Since my friends had abandoned the mission, if I was going to do it, it would have to be solo. Before I could think about it too long and talk myself out of it, I cashed in everything I owned and bought an around the world ticket and told my boss I was resigning from my job. He thought I needed counseling.
My parents were not surprisingly terrified at the thought of their little traveling around the world by herself. My friends thought it was cool and threw me several going away parties. With a few months of prep, I acquired a fabulous backpack, and got a round of vaccinations. I sublet my apartment, had my final NYC haircut and kissed my boyfriend goodbye. Yes, I actually left my boyfriend for a year.
My plane ticket took me west from New York to Colorado. where I spent a few months working and skiing. From there I went to LA and then to Hawaii. On the plane from Honolulu to Sydney, leaving the borders of the U.S., with only a backpack and a Lonely Planet guide, I realized I was going to be completely alone for a long time. There were no cell phones or internet then and international calls cost a fortune. I found being alone both scary and liberating at the same time.
I arrived in Australia and left the Sydney airport by bus headed towards a hostel located in the red light district called King’s Cross. At the hostel, I was in a room with seven girls; three Swedes, two English, one German and one Dane. We became fast friends, saw the sights together, shared food, told stories of home. I learned almost as much about the world from my fellow travelers as I did by going to different countries. The Danish girl, and I agreed to travel up the eastern coast of Australia together. For the next six weeks, she and I hitchhiked about a thousand miles and became certified to scuba dive at the great barrier reef. (fun fact: It was on that trip that we were picked up by a big rig ten wheeler, which started my lifelong fascination with trucker cabs and continues to this day.) From there I headed alone to Hong Kong where I was asked by several men to smuggle hot watches into Taiwan. I declined.
Next stop, mainland China. This was actually a big deal. In 1988, China was only open to escorted groups and no one spoke English.

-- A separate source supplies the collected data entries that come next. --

//! Coordinate transformation utilities for orbital mechanics

use chrono::{DateTime, Datelike, Timelike, Utc};
use glam::DVec3;

/// WGS-84 equatorial radius
pub const WGS84_A_KM: f64 = 6378.137;
/// WGS-84 flattening
pub const WGS84_F: f64 = 1.0 / 298.257_223_563;

/// Geodetic position; angles in degrees, altitude in km above the ellipsoid
#[derive(Clone, Copy, Debug, PartialEq)]
pub struct Geodetic {
    pub latitude: f64,
    pub longitude: f64,
    pub altitude: f64,
}

impl Geodetic {
    pub fn is_finite(&self) -> bool {
        self.latitude.is_finite() && self.longitude.is_finite() && self.altitude.is_finite()
    }
}

/// Compute the Julian Date (UTC) for a given timestamp.
/// Uses the standard Gregorian calendar to JD conversion.
pub fn julian_date_utc(t: DateTime<Utc>) -> f64 {
    let mut y = t.year();
    let mut m = t.month() as i32;
    let d = t.day() as i32;

    let hour = t.hour() as f64;
    let minute = t.minute() as f64;
    let sec = t.second() as f64 + (t.nanosecond() as f64) * 1e-9_f64;
    let day_fraction = (hour + (minute + sec / 60.0) / 60.0) / 24.0;

    if m <= 2 {
        y -= 1;
        m += 12;
    }

    let a = (y as f64 / 100.0).floor();
    let b = 2.0 - a + (a / 4.0).floor();

    let jd0 = (365.25 * (y as f64 + 4716.0)).floor()
        + (30.6001 * ((m + 1) as f64)).floor()
        + d as f64
        + b
        - 1524.5;

    jd0 + day_fraction
}

/// Greenwich Mean Sidereal Time (radians) using the IAU 1982 polynomial.
/// Assumes UT1 ~= UTC, which is plenty for visualization.
pub fn gmst_rad(t: DateTime<Utc>) -> f64 {
    let jd = julian_date_utc(t);
    let t_cent = (jd - 2451545.0) / 36525.0; // Julian centuries from J2000.0

    let gmst_sec =
        67310.54841 + (876600.0 * 3600.0 + 8640184.812866) * t_cent + 0.093104 * t_cent * t_cent
            - 6.2e-6 * t_cent * t_cent * t_cent;

    let sec_in_day = 86400.0_f64;
    gmst_sec.rem_euclid(sec_in_day) * (std::f64::consts::TAU / sec_in_day)
}

/// Rotate ECI (TEME) -> ECEF using simple GMST rotation about Z
pub fn eci_to_ecef_km(eci: DVec3, gmst: f64) -> DVec3 {
    let (s, c) = gmst.sin_cos();
    let x = c * eci.x + s * eci.y;
    let y = -s * eci.x + c * eci.y;
    DVec3::new(x, y, eci.z)
}

/// Earth-fixed cartesian (km) to WGS-84 geodetic, iterating on latitude
pub fn ecef_to_geodetic(ecef: DVec3) -> Geodetic {
    let e2 = WGS84_F * (2.0 - WGS84_F);
    let p = ecef.x.hypot(ecef.y);
    let longitude = ecef.y.atan2(ecef.x);

    let mut lat = ecef.z.atan2(p * (1.0 - e2));
    let mut n = WGS84_A_KM;
    for _ in 0..20 {
        let s = lat.sin();
        n = WGS84_A_KM / (1.0 - e2 * s * s).sqrt();
        let next = (ecef.z + e2 * n * s).atan2(p);
        let done = (next - lat).abs() < 1e-12;
        lat = next;
        if done {
            break;
        }
    }

    // Form that stays finite at the poles
    let (s, c) = lat.sin_cos();
    let altitude = p * c + (ecef.z + e2 * n * s) * s - n;

    Geodetic {
        latitude: lat.to_degrees(),
        longitude: longitude.to_degrees(),
        altitude,
    }
}

/// Inertial position to geodetic using the supplied sidereal angle
pub fn eci_to_geodetic(eci: DVec3, gmst: f64) -> Geodetic {
    ecef_to_geodetic(eci_to_ecef_km(eci, gmst))
}
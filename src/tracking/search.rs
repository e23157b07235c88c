//! Name search over the latest position list

use crate::tracking::types::TrackedObjectPosition;

fn normalize(query: &str) -> String {
    query.trim().to_lowercase()
}

/// Case-insensitive substring filter on `name`. A blank query keeps everything.
pub fn filter_positions(
    positions: &[TrackedObjectPosition],
    query: &str,
) -> Vec<TrackedObjectPosition> {
    let needle = normalize(query);
    if needle.is_empty() {
        return positions.to_vec();
    }
    positions
        .iter()
        .filter(|p| p.name.to_lowercase().contains(&needle))
        .cloned()
        .collect()
}

/// First object whose name contains the query, if any
pub fn first_match<'a>(
    positions: &'a [TrackedObjectPosition],
    query: &str,
) -> Option<&'a TrackedObjectPosition> {
    let needle = normalize(query);
    if needle.is_empty() {
        return None;
    }
    positions
        .iter()
        .find(|p| p.name.to_lowercase().contains(&needle))
}
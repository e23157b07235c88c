//! Live tracking module
//!
//! This module drives the fixed-rate tracking loop, projects the selected
//! object's orbit ring, and filters positions by name for the UI.

pub mod orbit_path;
pub mod scheduler;
pub mod search;
pub mod types;

pub use orbit_path::{DEFAULT_ORBIT_SAMPLES, OrbitPathProjector};
pub use scheduler::{SchedulerState, SelectionControl, TrackerHandle, TrackingScheduler};
pub use search::{filter_positions, first_match};
pub use types::{
    GeoPoint, OrbitPath, SelectedTelemetry, TrackedObjectPosition, TrackingSnapshot,
    TrackingStatus,
};
//! Tracker configuration
//!
//! Every section has working defaults; a JSON file may override any subset
//! of fields.

use crate::tle::{CelestrakGroup, Classification};
use anyhow::{Context, Result};
use serde::Deserialize;
use std::path::Path;
use std::time::Duration;

pub const CELESTRAK_GP_URL: &str = "https://celestrak.org/NORAD/elements/gp.php";

/// One remote group to acquire at startup
#[derive(Clone, Debug, PartialEq, Deserialize)]
pub struct GroupConfig {
    /// CelesTrak `GROUP` query value
    pub name: String,
    pub classification: Classification,
    /// Keep at most this many records from the group
    #[serde(default)]
    pub limit: Option<usize>,
}

impl GroupConfig {
    pub fn new(name: impl Into<String>, classification: Classification, limit: Option<usize>) -> Self {
        Self {
            name: name.into(),
            classification,
            limit,
        }
    }
}

#[derive(Clone, Debug, Deserialize)]
#[serde(default)]
pub struct CatalogConfig {
    pub base_url: String,
    pub groups: Vec<GroupConfig>,
    pub request_timeout_secs: u64,
    /// Skip the network and load the embedded snapshot
    pub offline: bool,
    /// Generated active entries in the embedded snapshot
    pub synthetic_active: usize,
}

impl Default for CatalogConfig {
    fn default() -> Self {
        Self {
            base_url: CELESTRAK_GP_URL.to_string(),
            groups: vec![
                GroupConfig::new(CelestrakGroup::Stations.query_name(), Classification::Station, None),
                GroupConfig::new(CelestrakGroup::Starlink.query_name(), Classification::Active, Some(300)),
                GroupConfig::new(CelestrakGroup::Science.query_name(), Classification::Active, None),
            ],
            request_timeout_secs: 10,
            offline: false,
            synthetic_active: 24,
        }
    }
}

impl CatalogConfig {
    pub fn request_timeout(&self) -> Duration {
        Duration::from_secs(self.request_timeout_secs)
    }
}

#[derive(Clone, Debug, Deserialize)]
#[serde(default)]
pub struct SchedulerConfig {
    pub tick_interval_ms: u64,
    /// Samples per orbit ring, not counting the closing point
    pub orbit_path_samples: usize,
}

impl Default for SchedulerConfig {
    fn default() -> Self {
        Self {
            tick_interval_ms: 1000,
            orbit_path_samples: 200,
        }
    }
}

impl SchedulerConfig {
    pub fn tick_interval(&self) -> Duration {
        Duration::from_millis(self.tick_interval_ms.max(1))
    }
}

#[derive(Clone, Debug, Default, Deserialize)]
#[serde(default)]
pub struct TrackerConfig {
    pub catalog: CatalogConfig,
    pub scheduler: SchedulerConfig,
}

impl TrackerConfig {
    pub fn from_json_str(text: &str) -> Result<Self> {
        serde_json::from_str(text).context("invalid tracker config")
    }

    pub fn from_json_file(path: &Path) -> Result<Self> {
        let text = std::fs::read_to_string(path)
            .with_context(|| format!("reading config {}", path.display()))?;
        Self::from_json_str(&text)
    }
}

#[cfg(test)]
mod tests {
    use super::*;

    #[test]
    fn test_defaults() {
        let cfg = TrackerConfig::default();
        assert_eq!(cfg.scheduler.tick_interval(), Duration::from_secs(1));
        assert_eq!(cfg.scheduler.orbit_path_samples, 200);
        let names: Vec<_> = cfg.catalog.groups.iter().map(|g| g.name.as_str()).collect();
        assert_eq!(names, ["stations", "starlink", "science"]);
        assert!(!cfg.catalog.offline);
    }

    #[test]
    fn test_partial_json_keeps_defaults() {
        let cfg = TrackerConfig::from_json_str(
            r#"{ "catalog": { "offline": true, "groups": [
                { "name": "gps-ops", "classification": "active", "limit": 10 }
            ] }, "scheduler": { "orbit_path_samples": 90 } }"#,
        )
        .unwrap();
        assert!(cfg.catalog.offline);
        assert_eq!(
            cfg.catalog.groups,
            vec![GroupConfig::new("gps-ops", Classification::Active, Some(10))]
        );
        assert_eq!(cfg.catalog.base_url, CELESTRAK_GP_URL);
        assert_eq!(cfg.scheduler.orbit_path_samples, 90);
        assert_eq!(cfg.scheduler.tick_interval_ms, 1000);
    }

    #[test]
    fn test_invalid_json_is_an_error() {
        assert!(TrackerConfig::from_json_str("{ not json").is_err());
    }
}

Throwing caution to the wind, into China alone I went. I almost died of food poisoning in Xian, but lived to go on to Indonesia, Singapore and even did an elephants safari in Thailand. (fun fact: elephant safari’s look way cooler than they feel, very bumpy) Then it was off to India. As a very young woman alone, I found travel in India the most difficult and was often harassed by Indian men. Still, the sights, sounds and smells of the country were worth the trip.
After six weeks in India, I was thrilled to get to super clean Germany. Western
food had never tasted so good after so many months in Asia living mainly on rice. I remember sinking into a feather bed in a cheap German hostel and stuffing myself with cheese and bread.
In Vienna, I met two Italian sisters who invited me to stay with them in Rome. From there I traveled around Italy, Spain, Portugal, France, England , Ireland, and my sister even met me for a week in Greece. I took a train from Italy to Turkey and then went to Cairo where I took a bus thru the Sinai Peninsula and saw the Suez Canal. I ended up in Israel before I flew back to the UK. My big global adventure lasted about a year, and my boyfriend was waiting for me in NYC when I got back. He eventually became my husband.
What was most surprising to me was how I slipped back into my old life with more ease than I expected. I thought I had been changed so much, but pretty soon I was selling advertising again and getting my nails done. On the surface, it looked like I hadn’t changed, but inside I was a different person. I had developed a curiosity about the world that I never had before and for that I am eternally grateful.
I believe every now and then, a single moment can change your life if you pay attention to the whispers. My novel, The First Husband, was based on a couple I met in India all those years ago. If I hadn’t met those traveling waiters in Colorado all those years ago, I wouldn’t have traveled the globe and met the couple on which the The First Husband is based.